Data excerpts

════════════════════

//! Ephemeral checkout session & multi-seller allocation (spec §3, §4.3).

use chrono::{DateTime, Duration, Utc};
use rust_decimal::Decimal;
use serde::{Deserialize, Serialize};
use uuid::Uuid;

use super::address::Address;
use super::cart::ShoppingCart;
use super::money::Money;
use super::order::platform_fee_and_payout;
use crate::error::DomainError;

#[derive(Debug, Clone, Serialize, Deserialize)]
pub struct SellerAllocation {
    pub seller_id: String,
    pub subtotal: Money,
    pub platform_fee: Money,
    pub seller_payout: Money,
    pub items: Vec<super::cart::CartItem>,
}

#[derive(Debug, Clone, Serialize, Deserialize)]
pub struct CheckoutSession {
    pub session_id: Uuid,
    pub customer_id: String,
    pub allocations: Vec<SellerAllocation>,
    pub total_amount: Money,
    pub delivery_address: Address,
    pub created_at: DateTime<Utc>,
    pub expires_at: DateTime<Utc>,
}

impl CheckoutSession {
    /// §4.3 CreateCheckoutSession steps 3–4.
    pub fn build(
        customer_id: impl Into<String>,
        cart: &ShoppingCart,
        delivery_address: Address,
        platform_fee_pct: Decimal,
        ttl_minutes: i64,
    ) -> Result<Self, DomainError> {
        if cart.is_empty() {
            return Err(DomainError::EmptyCart);
        }

        let currency = cart
            .items
            .values()
            .next()
            .map(|i| i.unit_price.currency.clone())
            .unwrap_or_else(|| "DKK".to_string());

        let groups = cart.group_by_seller();
        let mut seller_ids: Vec<&String> = groups.keys().collect();
        seller_ids.sort();

        let mut allocations = Vec::with_capacity(seller_ids.len());
        let mut total = Money::zero(currency.clone());

        for seller_id in seller_ids {
            let items = &groups[seller_id];
            let mut subtotal = Money::zero(currency.clone());
            for item in items.iter() {
                subtotal = subtotal.checked_add(&item.unit_price.multiply(item.quantity))?;
            }
            let (fee, payout) = platform_fee_and_payout(&subtotal, platform_fee_pct);
            total = total.checked_add(&subtotal)?;
            allocations.push(SellerAllocation {
                seller_id: seller_id.clone(),
                subtotal,
                platform_fee: fee,
                seller_payout: payout,
                items: items.iter().map(|i| (*i).clone()).collect(),
            });
        }

        let now = Utc::now();
        Ok(Self {
            session_id: Uuid::new_v4(),
            customer_id: customer_id.into(),
            allocations,
            total_amount: total,
            delivery_address,
            created_at: now,
            expires_at: now + Duration::minutes(ttl_minutes),
        })
    }

    pub fn is_expired(&self, now: DateTime<Utc>) -> bool {
        now >= self.expires_at
    }

    /// §8: sum of per-seller subtotals == totalAmount; sum of
    /// (sellerPayout + platformFee) == totalAmount within 0.01 tolerance.
    pub fn check_invariants(&self) -> Result<(), DomainError> {
        let mut subtotal_sum = Money::zero(self.total_amount.currency.clone());
        let mut payout_plus_fee_sum = Money::zero(self.total_amount.currency.clone());
        for alloc in &self.allocations {
            subtotal_sum = subtotal_sum.checked_add(&alloc.subtotal)?;
            payout_plus_fee_sum = payout_plus_fee_sum
                .checked_add(&alloc.seller_payout)?
                .checked_add(&alloc.platform_fee)?;
        }
        if subtotal_sum.amount != self.total_amount.amount {
            return Err(DomainError::InvalidAmount(
                "sum of seller subtotals does not equal total".into(),
            ));
        }
        let diff = (payout_plus_fee_sum.amount - self.total_amount.amount).abs();
        if diff > Decimal::new(1, 2) {
            return Err(DomainError::InvalidAmount(
                "payout+fee does not reconcile with total within tolerance".into(),
            ));
        }
        Ok(())
    }
}

#[cfg(test)]
mod tests {
    use super::*;
    use crate::domain::isbn::Isbn;
    use rust_decimal_macros::dec;

    fn addr() -> Address {
        Address::new("Main St 1", "Aarhus", "8000", None, None).unwrap()
    }

    #[test]
    fn scenario_2_totals_and_allocations() {
        let mut cart = ShoppingCart::new("cust-1");
        cart.add_item(
            Isbn::parse("9780123456789").unwrap(),
            "s1",
            2,
            Money::new(dec!(29.99), "DKK").unwrap(),
        )
        .unwrap();
        cart.add_item(
            Isbn::parse("9780123456790").unwrap(),
            "s1",
            1,
            Money::new(dec!(19.99), "DKK").unwrap(),
        )
        .unwrap();
        cart.add_item(
            Isbn::parse("9780123456791").unwrap(),
            "s2",
            1,
            Money::new(dec!(39.99), "DKK").unwrap(),
        )
        .unwrap();

        let session = CheckoutSession::build("cust-1", &cart, addr(), dec!(0.10), 30).unwrap();
        assert_eq!(session.total_amount.amount, dec!(119.96));

        let s1 = session.allocations.iter().find(|a| a.seller_id == "s1").unwrap();
        let s2 = session.allocations.iter().find(|a| a.seller_id == "s2").unwrap();
        assert_eq!(s1.subtotal.amount, dec!(79.97));
        assert_eq!(s2.subtotal.amount, dec!(39.99));
        assert_eq!(s1.seller_payout.amount, dec!(71.97));
        assert_eq!(s2.seller_payout.amount, dec!(35.99));

        session.check_invariants().unwrap();
    }

    #[test]
    fn empty_cart_rejected() {
        let cart = ShoppingCart::new("cust-1");
        assert!(CheckoutSession::build("cust-1", &cart, addr(), dec!(0.10), 30).is_err());
    }

    #[test]
    fn expiry_is_ttl_minutes_after_creation() {
        let mut cart = ShoppingCart::new("cust-1");
        cart.add_item(
            Isbn::parse("9780123456789").unwrap(),
            "s1",
            1,
            Money::new(dec!(10), "DKK").unwrap(),
        )
        .unwrap();
        let session = CheckoutSession::build("cust-1", &cart, addr(), dec!(0.10), 30).unwrap();
        assert!(!session.is_expired(session.created_at));
        assert!(session.is_expired(session.created_at + Duration::minutes(31)));
    }
}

════════════════════

-- Goal of the exercise --
Copy out the lines above with "items" in them.

-- Answer --
    pub items: Vec<super::cart::CartItem>,
            .items
            let items = &groups[seller_id];
            for item in items.iter() {
                items: items.iter().map(|i| (*i).clone()).collect(),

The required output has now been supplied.